Authors: Wei Peng, , Banavoth Murali, Jun Yin, Kang-Ting Ho, Olivier Ouellette, Michele De Bastiani, Omar El Tall, Chao Shen, Xiaohe Miao, Jun Pan, Erkki Alarousu, Jr-Hau He, Boon S Ooi, Omar F Mohammed, Edward Sargent,
Nano Lett., 2017, 17 (8), pp 4759–4767
Abstract: Unintentional self-doping in semiconductors through shallow defects is detrimental to optoelectronic device performance. It adversely affects junction properties and it introduces electronic noise. This is especially acute for solution-processed semiconductors, including hybrid perovskites, which are usually high in defects due to rapid crystallization.
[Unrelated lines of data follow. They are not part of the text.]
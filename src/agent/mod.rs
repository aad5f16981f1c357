//! Agent module - builds and runs the file management agent.
//!
//! The agent follows a "tools in a loop" pattern:
//! 1. Build context with the instruction template and the user instruction
//! 2. Call the hosted model with the available tools
//! 3. If the model requests tool calls, execute them and feed the results back
//! 4. Repeat until the model produces a final response (or the optional cap is hit)

mod agent_loop;
mod factory;
mod prompt;

use std::path::PathBuf;

use thiserror::Error;

use crate::llm::LlmError;

pub use agent_loop::{Agent, AgentOutput, AgentStep};
pub use factory::{build_file_agent, resolve_root_dir};
pub use prompt::{PromptTemplate, DEFAULT_TEMPLATE};

#[derive(Debug, Error)]
pub enum AgentError {
    #[error("Invalid root directory {path}: {reason}")]
    InvalidRoot { path: PathBuf, reason: String },

    #[error("Failed to load prompt template: {0}")]
    Prompt(String),

    #[error(transparent)]
    Llm(#[from] LlmError),

    #[error("LLM returned empty response")]
    EmptyResponse,

    #[error("Max iterations ({0}) reached without completion")]
    MaxIterations(usize),
}
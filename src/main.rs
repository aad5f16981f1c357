//! File Agent - HTTP Server Entry Point
//!
//! Starts the HTTP server that exposes the agent API.

use file_agent::{api, config::Config};
use tracing::info;
use tracing_subscriber::{layer::SubscriberExt, util::SubscriberInitExt};

#[tokio::main]
async fn main() -> anyhow::Result<()> {
    // Initialize logging
    tracing_subscriber::registry()
        .with(
            tracing_subscriber::EnvFilter::try_from_default_env()
                .unwrap_or_else(|_| "file_agent=debug,tower_http=debug".into()),
        )
        .with(tracing_subscriber::fmt::layer())
        .init();

    let config = Config::from_env()?;
    info!(
        "Loaded configuration: model={}, workspace={}, max_iterations={:?}",
        config.default_model,
        config.workspace_path.display(),
        config.max_iterations
    );

    info!("Starting server on {}:{}", config.host, config.port);
    api::serve(config).await?;

    Ok(())
}
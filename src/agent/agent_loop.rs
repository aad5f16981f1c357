//! Core agent loop implementation.

use std::path::{Path, PathBuf};
use std::sync::Arc;

use chrono::{DateTime, Utc};
use serde::Serialize;

use crate::llm::{ChatMessage, LlmClient, ToolCall};
use crate::tools::ToolRegistry;

use super::AgentError;

/// One tool call executed during a run.
#[derive(Debug, Clone, Serialize)]
pub struct AgentStep {
    pub timestamp: DateTime<Utc>,
    pub tool: String,
    pub arguments: String,
    /// The text handed back to the model.
    pub observation: String,
}

/// Result of a completed run.
#[derive(Debug, Clone, Serialize)]
pub struct AgentOutput {
    pub output: String,
    pub steps: Vec<AgentStep>,
}

/// A per-request agent bound to one root directory.
pub struct Agent {
    llm: Arc<dyn LlmClient>,
    tools: ToolRegistry,
    model: String,
    root_dir: PathBuf,
    system_prompt: String,
    max_iterations: Option<usize>,
}

impl Agent {
    pub fn new(
        llm: Arc<dyn LlmClient>,
        tools: ToolRegistry,
        model: String,
        root_dir: PathBuf,
        system_prompt: String,
    ) -> Self {
        Self {
            llm,
            tools,
            model,
            root_dir,
            system_prompt,
            max_iterations: None,
        }
    }

    /// Cap the number of model calls per run.
    pub fn with_max_iterations(mut self, max_iterations: Option<usize>) -> Self {
        self.max_iterations = max_iterations;
        self
    }

    pub fn root_dir(&self) -> &Path {
        &self.root_dir
    }

    pub fn system_prompt(&self) -> &str {
        &self.system_prompt
    }

    /// Run one instruction to completion.
    pub async fn run(&self, instruction: &str) -> Result<AgentOutput, AgentError> {
        let mut steps = Vec::new();
        let mut messages = vec![
            ChatMessage::system(self.system_prompt.clone()),
            ChatMessage::user(instruction),
        ];

        let tool_schemas = self.tools.get_tool_schemas();
        let mut iteration = 0usize;

        loop {
            if let Some(max) = self.max_iterations {
                if iteration >= max {
                    tracing::warn!("Agent stopped after {} iterations", max);
                    return Err(AgentError::MaxIterations(max));
                }
            }
            iteration += 1;
            tracing::debug!("Agent iteration {}", iteration);

            let response = self
                .llm
                .chat_completion(&self.model, &messages, Some(tool_schemas.as_slice()))
                .await?;

            if let Some(tool_calls) = response.tool_calls.filter(|calls| !calls.is_empty()) {
                messages.push(ChatMessage::assistant_tool_calls(
                    response.content.clone(),
                    tool_calls.clone(),
                ));

                for tool_call in &tool_calls {
                    tracing::info!(
                        "Calling tool: {} with args: {}",
                        tool_call.function.name,
                        tool_call.function.arguments
                    );

                    let observation = self.execute_tool_call(tool_call).await;

                    tracing::info!("Tool result: {}", truncate_for_log(&observation, 1000));

                    steps.push(AgentStep {
                        timestamp: Utc::now(),
                        tool: tool_call.function.name.clone(),
                        arguments: tool_call.function.arguments.clone(),
                        observation: observation.clone(),
                    });

                    messages.push(ChatMessage::tool_result(tool_call.id.clone(), observation));
                }

                continue;
            }

            // No tool calls - this is the final response
            return match response.content {
                Some(content) => {
                    tracing::info!(
                        iterations = iteration,
                        tool_calls = steps.len(),
                        "Agent finished: {}",
                        truncate_for_log(&content, 2000)
                    );
                    Ok(AgentOutput {
                        output: content,
                        steps,
                    })
                }
                None => Err(AgentError::EmptyResponse),
            };
        }
    }

    /// Execute a single tool call and fold the outcome into an observation.
    async fn execute_tool_call(&self, tool_call: &ToolCall) -> String {
        let name = &tool_call.function.name;

        if self.tools.get(name).is_none() {
            return format!(
                "{} is not a valid tool, try one of [{}].",
                name,
                self.tools.names().join(", ")
            );
        }

        let raw = tool_call.function.arguments.trim();
        let args = if raw.is_empty() {
            serde_json::Value::Object(Default::default())
        } else {
            match serde_json::from_str(raw) {
                Ok(value) => value,
                Err(e) => return format!("Error: invalid arguments for {}: {}", name, e),
            }
        };

        match self.tools.execute(name, args, &self.root_dir).await {
            Ok(output) => output,
            Err(e) => {
                tracing::warn!("Tool {} failed: {}", name, e);
                format!("Error: {}", e)
            }
        }
    }
}

/// Truncate a string for logging purposes.
fn truncate_for_log(s: &str, max_len: usize) -> String {
    if s.len() <= max_len {
        return s.to_string();
    }
    let mut cut = max_len;
    while !s.is_char_boundary(cut) {
        cut -= 1;
    }
    format!("{}... [truncated]", &s[..cut])
}
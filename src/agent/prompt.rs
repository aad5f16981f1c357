//! Instruction template for the agent.

use crate::tools::ToolRegistry;

use super::AgentError;

/// Built-in template. `{root_dir}` and `{tools}` are substituted at render time.
pub const DEFAULT_TEMPLATE: &str = r#"You are a helpful assistant that manages files on the user's machine.

You operate in the root directory: {root_dir}
All relative paths are resolved against it, and file tools cannot reach outside it.

You have access to the following tools:
{tools}

Use tools to inspect the file system instead of guessing. Create missing parent
folders when asked to create a file inside them. When you are done, reply with a
short summary of what you did, or with the information the user asked for."#;

/// The system prompt template bound to an agent.
#[derive(Debug, Clone)]
pub struct PromptTemplate {
    text: String,
}

impl PromptTemplate {
    pub fn new(text: impl Into<String>) -> Self {
        Self { text: text.into() }
    }

    pub fn builtin() -> Self {
        Self::new(DEFAULT_TEMPLATE)
    }

    /// Fetch a template from a remote store.
    pub async fn fetch(url: &str) -> Result<Self, AgentError> {
        tracing::debug!(url = url, "Fetching prompt template");

        let response = reqwest::get(url)
            .await
            .map_err(|e| AgentError::Prompt(format!("{}: {}", url, e)))?;

        let status = response.status();
        if !status.is_success() {
            return Err(AgentError::Prompt(format!("{} returned {}", url, status)));
        }

        let text = response
            .text()
            .await
            .map_err(|e| AgentError::Prompt(format!("{}: {}", url, e)))?;

        if text.trim().is_empty() {
            return Err(AgentError::Prompt(format!("{} returned an empty template", url)));
        }

        Ok(Self::new(text))
    }

    pub fn render(&self, root_dir: &str, tools: &ToolRegistry) -> String {
        let tool_descriptions = tools
            .list_tools()
            .iter()
            .map(|t| format!("- **{}**: {}", t.name, t.description))
            .collect::<Vec<_>>()
            .join("\n");

        self.text
            .replace("{root_dir}", root_dir)
            .replace("{tools}", &tool_descriptions)
    }
}

impl Default for PromptTemplate {
    fn default() -> Self {
        Self::builtin()
    }
}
Here, we uncover extremely low self-doping concentrations in single crystals of the two-dimensional perovskites (C6H5C2H4NH3)2PbI4·(CH3NH3PbI3)n−1 (n = 1, 2, and 3), over three orders of magnitude lower than those of typical three-dimensional hybrid perovskites, by analyzing their conductivity behavior. We propose that crystallization of hybrid perovskites containing large organic cations suppresses defect formation and thus favors a low self-doping level. To exemplify the benefits of this effect, we demonstrate extraordinarily high light-detectivity (1013 Jones) in (C6H5C2H4NH3)2PbI4·(CH3NH3PbI3)n−1 photoconductors due to the reduced electronic noise, which makes them particularly attractive for the detection of weak light signals. Furthermore, the low self-doping concentration reduces the equilibrium charge carrier concentration in (C6H5C2H4NH3)2PbI4·(CH3NH3PbI3)n−1, advantageous in the design of p–i–n heterojunction solar cells by optimizing band alignment and promoting carrier depletion in the intrinsic perovskite layer, thereby enhancing charge extraction.